##### SOURCE DATA

// ===============================
// src/catalog.rs
// ===============================
//
// Plain transfer records for the back-office entities. The only client-side
// rules are field presence (validated before dispatch by `crud::Repository`).
//
use chrono::NaiveTime;
use rust_decimal::Decimal;
use serde::{Deserialize, Serialize};
use validator::{Validate, ValidationError};

/// Shared money rule for prices and costs.
pub(crate) fn non_negative(v: &Decimal) -> Result<(), ValidationError> {
    if *v < Decimal::ZERO {
        return Err(ValidationError::new("negative_amount"));
    }
    Ok(())
}

// ----- Category -----

#[derive(Debug, Clone, PartialEq, Serialize, Deserialize)]
#[serde(rename_all = "camelCase")]
pub struct Category {
    pub id: i64,
    pub name: String,
    #[serde(default)]
    pub description: Option<String>,
    #[serde(default)]
    pub image_key: Option<String>,
    #[serde(default)]
    pub image_url: Option<String>,
}

#[derive(Debug, Clone, PartialEq, Serialize, Deserialize, Validate)]
#[serde(rename_all = "camelCase")]
pub struct CategoryRequest {
    #[validate(length(min = 1, message = "name is required"))]
    pub name: String,
    #[serde(default, skip_serializing_if = "Option::is_none")]
    pub description: Option<String>,
    #[serde(default, skip_serializing_if = "Option::is_none")]
    pub image_key: Option<String>,
}

// ----- Product -----

#[derive(Debug, Clone, PartialEq, Serialize, Deserialize)]
#[serde(rename_all = "camelCase")]
pub struct Product {
    pub id: i64,
    pub name: String,
    #[serde(default)]
    pub description: Option<String>,
    #[serde(default)]
    pub barcode: Option<String>,
    pub price: Decimal,
    #[serde(default)]
    pub cost: Option<Decimal>,
    #[serde(default)]
    pub stock: i64,
    #[serde(default)]
    pub category_id: Option<i64>,
    #[serde(default)]
    pub provider_id: Option<i64>,
    #[serde(default)]
    pub store_id: Option<i64>,
    #[serde(default)]
    pub image_key: Option<String>,
    #[serde(default)]
    pub image_url: Option<String>,
    #[serde(default = "yes")]
    pub active: bool,
}

fn yes() -> bool {
    true
}

#[derive(Debug, Clone, PartialEq, Serialize, Deserialize, Validate)]
#[serde(rename_all = "camelCase")]
#[validate(schema(function = "cost_not_negative"))]
pub struct ProductRequest {
    #[validate(length(min = 1, message = "name is required"))]
    pub name: String,
    #[serde(default, skip_serializing_if = "Option::is_none")]
    pub description: Option<String>,
    #[serde(default, skip_serializing_if = "Option::is_none")]
    pub barcode: Option<String>,
    #[validate(custom(function = "non_negative"))]
    pub price: Decimal,
    #[serde(default, skip_serializing_if = "Option::is_none")]
    pub cost: Option<Decimal>,
    #[serde(default)]
    #[validate(range(min = 0, message = "stock cannot be negative"))]
    pub stock: i64,
    #[serde(default, skip_serializing_if = "Option::is_none")]
    pub category_id: Option<i64>,
    #[serde(default, skip_serializing_if = "Option::is_none")]
    pub provider_id: Option<i64>,
    #[serde(default, skip_serializing_if = "Option::is_none")]
    pub store_id: Option<i64>,
    #[serde(default, skip_serializing_if = "Option::is_none")]
    pub image_key: Option<String>,
    #[serde(default = "yes")]
    pub active: bool,
}

fn cost_not_negative(p: &ProductRequest) -> Result<(), ValidationError> {
    p.cost.as_ref().map_or(Ok(()), non_negative)
}

// ----- Provider -----

#[derive(Debug, Clone, PartialEq, Serialize, Deserialize)]
#[serde(rename_all = "camelCase")]
pub struct Provider {
    pub id: i64,
    pub name: String,
    #[serde(default)]
    pub tax_id: Option<String>,
    #[serde(default)]
    pub phone: Option<String>,
    #[serde(default)]
    pub email: Option<String>,
    #[serde(default)]
    pub address: Option<String>,
}

#[derive(Debug, Clone, PartialEq, Serialize, Deserialize, Validate)]
#[serde(rename_all = "camelCase")]
pub struct ProviderRequest {
    #[validate(length(min = 1, message = "name is required"))]
    pub name: String,
    #[serde(default, skip_serializing_if = "Option::is_none")]
    pub tax_id: Option<String>,
    #[serde(default, skip_serializing_if = "Option::is_none")]
    pub phone: Option<String>,
    #[serde(default, skip_serializing_if = "Option::is_none")]
    #[validate(email)]
    pub email: Option<String>,
    #[serde(default, skip_serializing_if = "Option::is_none")]
    pub address: Option<String>,
}

// ----- Role -----

#[derive(Debug, Clone, PartialEq, Serialize, Deserialize)]
#[serde(rename_all = "camelCase")]
pub struct Role {
    pub id: i64,
    pub name: String,
    #[serde(default)]
    pub description: Option<String>,
    #[serde(default)]
    pub permissions: Vec<String>,
}

#[derive(Debug, Clone, PartialEq, Serialize, Deserialize, Validate)]
#[serde(rename_all = "camelCase")]
pub struct RoleRequest {
    #[validate(length(min = 1, message = "name is required"))]
    pub name: String,
    #[serde(default, skip_serializing_if = "Option::is_none")]
    pub description: Option<String>,
    #[serde(default)]
    pub permissions: Vec<String>,
}

// ----- Schedule -----

#[derive(Debug, Clone, PartialEq, Serialize, Deserialize)]
#[serde(rename_all = "camelCase")]
pub struct Schedule {
    pub id: i64,
    pub name: String,
    #[serde(default)]
    pub worker_id: Option<i64>,
    /// 1 = Monday .. 7 = Sunday
    pub day_of_week: u8,
    pub start_time: NaiveTime,
    pub end_time: NaiveTime,
}

#[derive(Debug, Clone, PartialEq, Serialize, Deserialize, Validate)]
#[serde(rename_all = "camelCase")]
#[validate(schema(function = "ends_after_start"))]
pub struct ScheduleRequest {
    #[validate(length(min = 1, message = "name is required"))]
    pub name: String,
    #[serde(default, skip_serializing_if = "Option::is_none")]
    pub worker_id: Option<i64>,
    #[validate(range(min = 1, max = 7, message = "dayOfWeek must be 1..7"))]
    pub day_of_week: u8,
    pub start_time: NaiveTime,
    pub end_time: NaiveTime,
}

fn ends_after_start(s: &ScheduleRequest) -> Result<(), ValidationError> {
    if s.end_time <= s.start_time {
        return Err(ValidationError::new("end_before_start"));
    }
    Ok(())
}

// ----- Store -----

#[derive(Debug, Clone, PartialEq, Serialize, Deserialize)]
#[serde(rename_all = "camelCase")]
pub struct Store {
    pub id: i64,
    pub name: String,
    #[serde(default)]
    pub address: Option<String>,
    #[serde(default)]
    pub phone: Option<String>,
    #[serde(default = "yes")]
    pub active: bool,
}

#[derive(Debug, Clone, PartialEq, Serialize, Deserialize, Validate)]
#[serde(rename_all = "camelCase")]
pub struct StoreRequest {
    #[validate(length(min = 1, message = "name is required"))]
    pub name: String,
    #[serde(default, skip_serializing_if = "Option::is_none")]
    pub address: Option<String>,
    #[serde(default, skip_serializing_if = "Option::is_none")]
    pub phone: Option<String>,
    #[serde(default = "yes")]
    pub active: bool,
}

// ----- Worker -----

#[derive(Debug, Clone, PartialEq, Serialize, Deserialize)]
#[serde(rename_all = "camelCase")]
pub struct Worker {
    pub id: i64,
    pub first_name: String,
    #[serde(default)]
    pub last_name: Option<String>,
    #[serde(default)]
    pub document: Option<String>,
    #[serde(default)]
    pub phone: Option<String>,
    #[serde(default)]
    pub email: Option<String>,
    #[serde(default)]
    pub role_id: Option<i64>,
    #[serde(default)]
    pub store_id: Option<i64>,
    #[serde(default)]
    pub user_id: Option<i64>,
    #[serde(default = "yes")]
    pub active: bool,
}

#[derive(Debug, Clone, PartialEq, Serialize, Deserialize, Validate)]
#[serde(rename_all = "camelCase")]
pub struct WorkerRequest {
    #[validate(length(min = 1, message = "firstName is required"))]
    pub first_name: String,
    #[serde(default, skip_serializing_if = "Option::is_none")]
    pub last_name: Option<String>,
    #[serde(default, skip_serializing_if = "Option::is_none")]
    pub document: Option<String>,
    #[serde(default, skip_serializing_if = "Option::is_none")]
    pub phone: Option<String>,
    #[serde(default, skip_serializing_if = "Option::is_none")]
    #[validate(email)]
    pub email: Option<String>,
    #[serde(default, skip_serializing_if = "Option::is_none")]
    pub role_id: Option<i64>,
    #[serde(default, skip_serializing_if = "Option::is_none")]
    pub store_id: Option<i64>,
    #[serde(default, skip_serializing_if = "Option::is_none")]
    pub user_id: Option<i64>,
    #[serde(default = "yes")]
    pub active: bool,
}

// ----- User -----

#[derive(Debug, Clone, PartialEq, Serialize, Deserialize)]
#[serde(rename_all = "camelCase")]
pub struct User {
    pub id: i64,
    pub username: String,
    #[serde(default)]
    pub full_name: Option<String>,
    #[serde(default)]
    pub email: Option<String>,
    #[serde(default)]
    pub role_id: Option<i64>,
    #[serde(default)]
    pub store_id: Option<i64>,
    #[serde(default = "yes")]
    pub active: bool,
}

#[derive(Debug, Clone, PartialEq, Serialize, Deserialize, Validate)]
#[serde(rename_all = "camelCase")]
pub struct UserRequest {
    #[validate(length(min = 3, message = "username needs at least 3 characters"))]
    pub username: String,
    /// Only sent on create or password change.
    #[serde(default, skip_serializing_if = "Option::is_none")]
    #[validate(length(min = 6, message = "password needs at least 6 characters"))]
    pub password: Option<String>,
    #[serde(default, skip_serializing_if = "Option::is_none")]
    pub full_name: Option<String>,
    #[serde(default, skip_serializing_if = "Option::is_none")]
    #[validate(email)]
    pub email: Option<String>,
    #[serde(default, skip_serializing_if = "Option::is_none")]
    pub role_id: Option<i64>,
    #[serde(default, skip_serializing_if = "Option::is_none")]
    pub store_id: Option<i64>,
    #[serde(default = "yes")]
    pub active: bool,
}

#[cfg(test)]
mod tests {
    use super::*;

    #[test]
    fn category_requires_name() {
        let req = CategoryRequest { name: String::new(), description: None, image_key: None };
        assert!(req.validate().is_err());
        let req = CategoryRequest { name: "Drinks".into(), description: None, image_key: None };
        assert!(req.validate().is_ok());
    }

    #[test]
    fn product_price_and_stock_checks() {
        let raw = r#"{"name":"Cola","price":-1.5,"stock":3}"#;
        let req: ProductRequest = serde_json::from_str(raw).unwrap();
        assert!(req.active);
        assert!(req.validate().is_err());

        let raw = r#"{"name":"Cola","price":0,"stock":-3}"#;
        let req: ProductRequest = serde_json::from_str(raw).unwrap();
        assert!(req.validate().is_err());

        let raw = r#"{"name":"Cola","price":2.5}"#;
        let req: ProductRequest = serde_json::from_str(raw).unwrap();
        assert!(req.validate().is_ok());
    }

    #[test]
    fn product_cost_cannot_be_negative() {
        let raw = r#"{"name":"Cola","price":2.5,"cost":-0.1}"#;
        let req: ProductRequest = serde_json::from_str(raw).unwrap();
        assert!(req.validate().is_err());

        let raw = r#"{"name":"Cola","price":2.5,"cost":0}"#;
        let req: ProductRequest = serde_json::from_str(raw).unwrap();
        assert!(req.validate().is_ok());
    }

    #[test]
    fn emails_are_checked_when_present() {
        let mut req = ProviderRequest {
            name: "Acme".into(),
            tax_id: None,
            phone: None,
            email: Some("not-an-email".into()),
            address: None,
        };
        assert!(req.validate().is_err());
        req.email = Some("sales@acme.test".into());
        assert!(req.validate().is_ok());
        req.email = None;
        assert!(req.validate().is_ok());
    }

    #[test]
    fn schedule_window_must_be_forward() {
        let raw = r#"{"name":"Morning","dayOfWeek":1,"startTime":"08:00:00","endTime":"14:00:00"}"#;
        let mut req: ScheduleRequest = serde_json::from_str(raw).unwrap();
        assert!(req.validate().is_ok());
        std::mem::swap(&mut req.start_time, &mut req.end_time);
        assert!(req.validate().is_err());
        req.day_of_week = 8;
        assert!(req.validate().is_err());
    }

    #[test]
    fn user_password_is_optional_on_update() {
        let raw = r#"{"username":"cajero1","fullName":"Ana"}"#;
        let req: UserRequest = serde_json::from_str(raw).unwrap();
        assert!(req.validate().is_ok());
        let json = serde_json::to_value(&req).unwrap();
        assert!(json.get("password").is_none());
        assert_eq!(json["fullName"], "Ana");
    }
}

##########

▸ EXERCISE DESCRIPTION:
Please copy every line of the data that carries the string "ProviderRequest".

▸ RESPONSE:
pub struct ProviderRequest {
        let mut req = ProviderRequest {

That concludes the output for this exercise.